That said, I'm willing to go on record as believing that that first record is both a classic and a landmark, the most accurate and eloquent expression of geeked-out pissed-off awkward maladjusted unpopular teenaged-boy-dom in the history of recorded music. What will forever boggle my mind is how, over the years, the band was adopted as a novelty act for precisely the sorts of people who should have had the least experience of that phenomenon; no cultural juxtaposition is quite as criminal as hearing "Kiss Off" coming through the window of a frat house rather than a weedy teenager's rusted-out compact car. It's also worth noting, in rockist terms, how utterly on that record was, from the tight, blazing performances to the thoroughgoingly perfect honesty and realness and this is what we're saying and that's just it-ness of it. It's pathetic and it's snotty and defiant about being pathetic. It is basically hip-hop for frustrated, socially irritable suburban kids.
The rest of the catalog wavers steadily downward -- the older they get, the more you're forced to read them as a novelty -- but I'd submit that records like Why Do Birds Sing are worth taking seriously.
― [nabisco], 8. tammikuuta 2002 3:00
"...the band was adopted as a novelty act for precisely the sorts of people who should have had the least experience of that phenomenon; no cultural juxtaposition is quite as criminal as hearing "Kiss Off" coming through the window of a frat house rather than a weedy teenager's rusted-out compact car."

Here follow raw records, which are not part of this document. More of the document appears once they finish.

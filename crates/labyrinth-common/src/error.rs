//! Error types for the Labyrinth audio stack.

use std::path::PathBuf;

use thiserror::Error;

/// Result codes reported by the low-level audio engine.
///
/// Every backend call returns one of these on failure. Most are logged by the
/// facade and otherwise ignored. [`EngineCode::InvalidHandle`] on a dead
/// channel is the expected outcome of the engine recycling it and is routed to
/// channel replacement instead; on any other object it is a real failure.
#[derive(Debug, Clone, Copy, PartialEq, Eq, Hash, Error)]
pub enum EngineCode {
    /// The handle refers to an object that no longer exists.
    #[error("invalid handle")]
    InvalidHandle,

    /// A parameter was out of range or otherwise unusable.
    #[error("invalid parameter")]
    InvalidParam,

    /// The requested file could not be found.
    #[error("file not found")]
    FileNotFound,

    /// The file exists but could not be decoded.
    #[error("unsupported or corrupt format")]
    Format,

    /// No channel slot could be allocated.
    #[error("channel allocation failed")]
    ChannelAlloc,

    /// A geometry object has no room left for another polygon or vertex.
    #[error("geometry capacity exceeded")]
    GeometryFull,

    /// The object cannot service the call in its current state.
    #[error("operation not allowed in current state")]
    NotReady,
}

impl EngineCode {
    /// Whether this code, reported for a channel handle, is an expected
    /// outcome of channel recycling.
    #[must_use]
    pub const fn is_benign(self) -> bool {
        matches!(self, Self::InvalidHandle)
    }
}

/// Result type for raw backend calls.
pub type EngineResult<T> = Result<T, EngineCode>;

/// Errors raised by the audio components.
#[derive(Debug, Error)]
pub enum AudioError {
    /// A backend call failed with a non-benign code.
    #[error("audio engine call failed: {0}")]
    EngineCall(EngineCode),

    /// The channel behind a handle no longer exists.
    #[error("channel no longer exists")]
    ChannelInvalidated,

    /// A sound asset could not be located or decoded.
    #[error("failed to load sound '{name}' from {path}: {code}")]
    ResourceLoad {
        /// Logical sound name.
        name: String,
        /// Resolved asset path.
        path: PathBuf,
        /// Code reported by the engine.
        code: EngineCode,
    },

    /// The engine has no channel slot left.
    #[error("no free channel slots")]
    EngineResourceExhausted,

    /// Geometry faces do not match the declared capacity.
    #[error(
        "geometry capacity mismatch: declared {declared_polygons} polygons / {declared_vertices} vertices, got {polygons} / {vertices}"
    )]
    CapacityMismatch {
        /// Polygons declared at creation.
        declared_polygons: usize,
        /// Vertices declared at creation.
        declared_vertices: usize,
        /// Polygons supplied.
        polygons: usize,
        /// Vertices supplied.
        vertices: usize,
    },

    /// Reverb falloff radii are inconsistent.
    #[error("invalid reverb radii: min {min} must be within 0..={max}")]
    InvalidRadii {
        /// Inner radius.
        min: f32,
        /// Outer radius.
        max: f32,
    },
}

impl From<EngineCode> for AudioError {
    fn from(code: EngineCode) -> Self {
        Self::EngineCall(code)
    }
}

/// Result type alias for audio component operations.
pub type AudioResult<T> = Result<T, AudioError>;

#[cfg(test)]
mod tests {
    use super::*;

    #[test]
    fn test_only_invalid_handle_is_benign() {
        assert!(EngineCode::InvalidHandle.is_benign());
        assert!(!EngineCode::ChannelAlloc.is_benign());
        assert!(!EngineCode::InvalidParam.is_benign());
    }

    #[test]
    fn test_engine_code_conversion() {
        assert!(matches!(
            AudioError::from(EngineCode::InvalidHandle),
            AudioError::EngineCall(EngineCode::InvalidHandle)
        ));
        assert!(matches!(
            AudioError::from(EngineCode::Format),
            AudioError::EngineCall(EngineCode::Format)
        ));
    }

    #[test]
    fn test_error_display() {
        let err = AudioError::CapacityMismatch {
            declared_polygons: 2,
            declared_vertices: 6,
            polygons: 3,
            vertices: 9,
        };
        let text = err.to_string();
        assert!(text.contains("2 polygons"));
        assert!(text.contains("3 / 9"));

        let err = AudioError::InvalidRadii { min: 5.0, max: 1.0 };
        assert!(err.to_string().contains("min 5"));
    }
}
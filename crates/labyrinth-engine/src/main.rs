//! # Labyrinth
//!
//! Loads `labyrinth.toml` (or the path given as the first argument), builds
//! the configured scene on the software audio engine and runs it headless.

#![warn(missing_docs)]
#![warn(clippy::all)]
#![deny(clippy::unwrap_used)]

use anyhow::Result;
use tracing::{info, warn};
use tracing_subscriber::{fmt, prelude::*, EnvFilter};

use labyrinth_engine::{app, EngineConfig};

/// Main entry point.
fn main() -> Result<()> {
    // Initialize tracing
    tracing_subscriber::registry()
        .with(fmt::layer())
        .with(EnvFilter::from_default_env().add_directive("labyrinth=info".parse()?))
        .init();

    info!("Labyrinth starting...");
    info!("Version: {}", env!("CARGO_PKG_VERSION"));

    let config = match std::env::args().nth(1) {
        Some(path) => EngineConfig::load_from(path),
        None => EngineConfig::load(),
    };

    let summary = app::run(&config)?;
    if summary.engine_failures > 0 {
        warn!("{} engine calls failed during the run", summary.engine_failures);
    }

    info!("Labyrinth shutdown complete");
    Ok(())
}
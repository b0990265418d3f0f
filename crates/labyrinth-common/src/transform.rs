//! World transform snapshots read from the host scene graph.

use glam::Vec3;
use serde::{Deserialize, Serialize};

/// A read-only view of an object's world transform for one tick.
///
/// The audio layer never writes these back; the host refreshes them before
/// each fixed update.
#[derive(Debug, Clone, Copy, PartialEq, Serialize, Deserialize)]
#[serde(default)]
pub struct Transform {
    /// World position.
    pub position: Vec3,
    /// Forward basis vector (unit length).
    pub forward: Vec3,
    /// Up basis vector (unit length).
    pub up: Vec3,
    /// Accumulated world scale.
    pub lossy_scale: Vec3,
}

impl Default for Transform {
    fn default() -> Self {
        Self {
            position: Vec3::ZERO,
            forward: Vec3::Z,
            up: Vec3::Y,
            lossy_scale: Vec3::ONE,
        }
    }
}

impl Transform {
    /// Creates an identity-oriented transform at a position.
    #[must_use]
    pub fn from_position(position: Vec3) -> Self {
        Self {
            position,
            ..Self::default()
        }
    }

    /// Returns a copy with a new orientation; both vectors are normalized.
    #[must_use]
    pub fn with_orientation(mut self, forward: Vec3, up: Vec3) -> Self {
        self.forward = forward.normalize_or_zero();
        self.up = up.normalize_or_zero();
        self
    }

    /// Returns a copy with a new scale.
    #[must_use]
    pub const fn with_scale(mut self, scale: Vec3) -> Self {
        self.lossy_scale = scale;
        self
    }

    /// Right basis vector derived from `up` and `forward` (left-handed, +X right).
    #[must_use]
    pub fn right(&self) -> Vec3 {
        self.up.cross(self.forward)
    }
}
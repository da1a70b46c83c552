#![allow(unused_imports)]

use flowfile_script::{
    register_type_method, script_string, unregister_type_method, ArgKind, Attributes, Charset,
    EnvConfig, FlowFile, FlowFileId, Method, MethodTable, ProcessSession, Property, Rendered,
    ReservedWritePolicy, ScriptArg, ScriptCallback, ScriptError, ScriptValue, SessionError,
    SessionFile, StreamArg, TextReader, TextWriter, Writable, ATTRIBUTES_PROPERTY, SIZE_PROPERTY,
};

#[test]
fn public_api_exports_compile() {}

This is very deeply wrong. The point is that the most splendid and muscular king of the prom has felt, thought, and said the same things as do the people on this record. It is everybody's property.
Very good case for at least 5 songs here but I will go with "Prove my Love" for the "AWWWWWW" right before the title is sung.
― Guayaquil (eephus!), 5. marraskuuta 2007 5:22
Great album to have sent to you in the summer of 1983 by your friend who taped them on cassette over the taped Gerald Ford speech he received from going to Boys Nation (I was the alternate and didn't go). This was backed with Fleshtones; other cassette had dB's hits and a selection of songs from Murmur and Reckoning.
Freshman year of college, punk girlz were hanging out in line singing the intro to "Blister in the Sun," I came in with the handclaps, immediately was in with whole punk set for four years.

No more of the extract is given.